DIRECTIONS FOR THIS TASK ->
Only the lines running from the line with "self.base.url_path()" to the end of the records below belong in the answer, each copied exactly.

RECORDS FOR PROCESSING ->
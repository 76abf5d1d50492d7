//! OMP login page.
//!
//! Flow: wait for the form, fill credentials, solve the captcha (preset
//! value or OCR through a [`CaptchaSolver`], retried), click login, then
//! judge the result by the URL the app redirects to.

use crate::clock::{Clock, SystemClock};
use crate::condition::{ConditionArgs, ElementCondition};
use crate::driver::PageDriver;
use crate::page_object::{BasePage, PageObject};
use crate::result::{AutomationError, AutomationResult};
use crate::strategy::{WaitOptions, WaitStrategy};
use crate::wait::UrlPattern;
use std::fmt;
use std::time::Duration;
use tracing::{error, info, warn};

/// Default number of captcha attempts
pub const DEFAULT_CAPTCHA_RETRIES: u32 = 7;

const CAPTCHA_LENGTH: usize = 4;
const LOAD_TIMEOUT: Duration = Duration::from_secs(3);
const CAPTCHA_IMAGE_TIMEOUT: Duration = Duration::from_secs(5);
const LOGIN_RESULT_TIMEOUT: Duration = Duration::from_secs(10);
const LOGIN_ERROR_TIMEOUT: Duration = Duration::from_secs(2);

/// Recognizes captcha text from an image
pub trait CaptchaSolver: Send + Sync {
    /// Read the characters in a PNG captcha image
    ///
    /// # Errors
    ///
    /// Returns `Captcha` when the image cannot be read.
    fn recognize(&self, image: &[u8]) -> AutomationResult<String>;
}

impl<F> CaptchaSolver for F
where
    F: Fn(&[u8]) -> AutomationResult<String> + Send + Sync,
{
    fn recognize(&self, image: &[u8]) -> AutomationResult<String> {
        self(image)
    }
}

/// OMP login page
pub struct LoginPage<'d, C: Clock = SystemClock> {
    base: BasePage<'d, C>,
    solver: Option<Box<dyn CaptchaSolver + 'd>>,
}

impl<C: Clock + fmt::Debug> fmt::Debug for LoginPage<'_, C> {
    fn fmt(&self, f: &mut fmt::Formatter<'_>) -> fmt::Result {
        f.debug_struct("LoginPage")
            .field("base", &self.base)
            .field("solver", &self.solver.is_some())
            .finish()
    }
}

impl<'d> LoginPage<'d, SystemClock> {
    /// Login page on the system clock
    #[must_use]
    pub fn new(driver: &'d dyn PageDriver, base_url: Option<String>) -> Self {
        Self::with_strategy(WaitStrategy::new(driver), base_url)
    }
}

impl<'d, C: Clock> LoginPage<'d, C> {
    /// Username field
    pub const USERNAME_INPUT: &'static str = "input[placeholder='用户名']";
    /// Password field
    pub const PASSWORD_INPUT: &'static str = "input[type='password'][placeholder='密码']";
    /// Captcha text field
    pub const CAPTCHA_INPUT: &'static str = "input[placeholder='验证码']";
    /// Captcha image
    pub const CAPTCHA_IMG: &'static str = "img[src*='captcha']";
    /// Submit button
    pub const LOGIN_BUTTON: &'static str = "button.login-form__btn";
    /// Toast shown on a failed login
    pub const ERROR_MESSAGE: &'static str = ".el-message--error, .login-error-message";
    /// Greeting shown after login
    pub const WELCOME_MESSAGE: &'static str = ".welcome-message";
    /// Inline error block checked when no redirect happens
    pub const LOGIN_ERROR: &'static str = ".login-error";
    /// Path fragment of the landing page after login
    pub const WORKBENCH_PATH: &'static str = "/workbench";

    /// Login page using an existing wait strategy
    #[must_use]
    pub fn with_strategy(waits: WaitStrategy<'d, C>, base_url: Option<String>) -> Self {
        Self {
            base: BasePage::with_strategy(waits, base_url, "/login"),
            solver: None,
        }
    }

    /// Use an OCR backend for captchas
    #[must_use]
    pub fn with_captcha_solver<S: CaptchaSolver + 'd>(mut self, solver: S) -> Self {
        self.solver = Some(Box::new(solver));
        self
    }

    /// Shared page plumbing
    #[must_use]
    pub const fn base(&self) -> &BasePage<'d, C> {
        &self.base
    }

    fn wait_visible(&self, selector: &str, timeout: Duration) -> AutomationResult<()> {
        self.base
            .waits()
            .wait_for(
                ElementCondition::Visible,
                &ConditionArgs::selector(selector),
                &WaitOptions::new().timeout(timeout),
            )
            .map(|_| ())
    }

    fn fill_credentials(&self, username: &str, password: &str) -> AutomationResult<()> {
        info!("filling username and password");
        self.base.element(Self::USERNAME_INPUT).fill(username)?;
        self.base.element(Self::PASSWORD_INPUT).fill(password)
    }

    fn read_captcha(&self) -> AutomationResult<String> {
        let solver = self.solver.as_deref().ok_or_else(|| AutomationError::Captcha {
            message: "no captcha solver configured".to_string(),
        })?;

        self.wait_visible(Self::CAPTCHA_IMG, CAPTCHA_IMAGE_TIMEOUT)?;
        let loaded = self.base.driver().execute_script(&format!(
            "(() => {{ const el = document.querySelector({:?}); \
             return !!el && el.complete && el.naturalWidth > 0; }})()",
            Self::CAPTCHA_IMG
        ))?;
        if loaded != serde_json::Value::Bool(true) {
            return Err(AutomationError::Captcha {
                message: "captcha image has not finished loading".to_string(),
            });
        }

        let image = self.base.element(Self::CAPTCHA_IMG).screenshot()?;
        let text = solver.recognize(&image)?;
        if text.chars().count() != CAPTCHA_LENGTH {
            return Err(AutomationError::Captcha {
                message: format!("unexpected OCR result: '{text}'"),
            });
        }
        info!(captcha = %text, "captcha recognized");
        Ok(text)
    }

    /// Enter the captcha, using `preset` on the first attempt and OCR after.
    ///
    /// # Errors
    ///
    /// Returns `Captcha` with the last failure once `max_retry` attempts are used.
    pub fn handle_captcha(&self, preset: Option<&str>, max_retry: u32) -> AutomationResult<String> {
        let mut value = preset.filter(|v| !v.is_empty()).map(str::to_string);
        let mut last_error: Option<AutomationError> = None;

        for attempt in 1..=max_retry {
            let result = match value.take() {
                Some(v) => Ok(v),
                None => self.read_captcha(),
            }
            .and_then(|captcha| {
                self.base.element(Self::CAPTCHA_INPUT).fill(&captcha)?;
                Ok(captcha)
            });

            match result {
                Ok(captcha) => {
                    info!("captcha entered");
                    return Ok(captcha);
                }
                Err(e) => {
                    warn!(attempt, max_retry, error = %e, "captcha attempt failed");
                    last_error = Some(e);
                }
            }
        }

        let reason = last_error.map_or_else(|| "no attempts made".to_string(), |e| e.to_string());
        error!(%reason, "captcha recognition failed");
        Err(AutomationError::Captcha {
            message: format!("captcha recognition failed: {reason}"),
        })
    }

    fn click_login(&self) -> AutomationResult<()> {
        self.base.element(Self::LOGIN_BUTTON).click()?;
        info!("login button clicked");
        Ok(())
    }

    /// Open the login page.
    ///
    /// # Errors
    ///
    /// Returns `Page` without a base URL, or driver errors.
    pub fn open(&self) -> AutomationResult<()> {
        self.base.navigate(&[])
    }

    /// Run the login flow up to clicking the button.
    ///
    /// # Errors
    ///
    /// Returns `Timeout` when the form never appears, `ElementNotFound` for
    /// missing fields, or `Captcha` when the captcha cannot be entered.
    pub fn login(
        &self,
        username: &str,
        password: &str,
        captcha: Option<&str>,
        max_retry: u32,
    ) -> AutomationResult<()> {
        info!(username, "starting login");
        self.wait_until_loaded(None)?;
        self.fill_credentials(username, password)?;
        let _ = self.handle_captcha(captcha, max_retry)?;
        self.click_login()
    }

    /// Whether login landed on a URL containing `expected_path`.
    ///
    /// Returns false on timeout, after logging whether an inline login
    /// error is shown.
    #[must_use]
    pub fn wait_for_login_result(&self, timeout: Option<Duration>, expected_path: &str) -> bool {
        let timeout = timeout.unwrap_or(LOGIN_RESULT_TIMEOUT);
        let pattern = UrlPattern::Glob(format!("**{expected_path}**"));
        let driver = self.base.driver();

        let reached = self.base.waits().wait_until(
            || Ok(pattern.matches(&driver.current_url()?).then_some(())),
            &WaitOptions::new()
                .timeout(timeout)
                .message(format!("URL never matched {pattern}")),
        );

        match reached {
            Ok(()) => {
                info!(expected_path, "redirected after login");
                true
            }
            Err(e) => {
                warn!(error = %e, "no redirect after login");
                if self.wait_visible(Self::LOGIN_ERROR, LOGIN_ERROR_TIMEOUT).is_ok() {
                    info!("login error shown");
                }
                false
            }
        }
    }

    /// Log in and require the redirect to the workbench.
    ///
    /// # Errors
    ///
    /// Returns `Login` with the page's error toast when no redirect happens.
    pub fn login_and_verify(
        &self,
        username: &str,
        password: &str,
        captcha: Option<&str>,
    ) -> AutomationResult<()> {
        self.login(username, password, captcha, DEFAULT_CAPTCHA_RETRIES)?;
        if self.wait_for_login_result(None, Self::WORKBENCH_PATH) {
            return Ok(());
        }
        let message = self
            .error_message()
            .unwrap_or_else(|| format!("did not reach {}", Self::WORKBENCH_PATH));
        Err(AutomationError::Login { message })
    }

    /// Text of the error toast, if one is visible
    #[must_use]
    pub fn error_message(&self) -> Option<String> {
        let element = self.base.element(Self::ERROR_MESSAGE);
        match element.is_visible() {
            Ok(true) => element
                .text()
                .ok()
                .map(|t| t.trim().to_string())
                .filter(|t| !t.is_empty()),
            _ => None,
        }
    }

    /// Text of the welcome banner, if shown
    #[must_use]
    pub fn welcome_message(&self) -> Option<String> {
        self.base.element(Self::WELCOME_MESSAGE).text().ok()
    }
}

impl<C: Clock> PageObject for LoginPage<'_, C> {
    fn url_path(&self) -> &str {
        self.base.url_path()
    }

    fn page_name(&self) -> &str {
        "LoginPage"
    }

    fn is_loaded(&self) -> AutomationResult<bool> {
        if self.base.driver().count(Self::USERNAME_INPUT)? == 0 {
            warn!("login page not loaded: username input missing");
            return Err(AutomationError::element_not_found(Self::USERNAME_INPUT));
        }
        Ok(true)
    }

    fn wait_until_loaded(&self, timeout: Option<Duration>) -> AutomationResult<()> {
        info!("waiting for login page");
        self.wait_visible(Self::USERNAME_INPUT, timeout.unwrap_or(LOAD_TIMEOUT))?;
        info!("login page loaded");
        Ok(())
    }
}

SOLUTION TO THIS EXERCISE ->
        self.base.url_path()
    }

    fn page_name(&self) -> &str {
        "LoginPage"
    }

    fn is_loaded(&self) -> AutomationResult<bool> {
        if self.base.driver().count(Self::USERNAME_INPUT)? == 0 {
            warn!("login page not loaded: username input missing");
            return Err(AutomationError::element_not_found(Self::USERNAME_INPUT));
        }
        Ok(true)
    }

    fn wait_until_loaded(&self, timeout: Option<Duration>) -> AutomationResult<()> {
        info!("waiting for login page");
        self.wait_visible(Self::USERNAME_INPUT, timeout.unwrap_or(LOAD_TIMEOUT))?;
        info!("login page loaded");
        Ok(())
    }
}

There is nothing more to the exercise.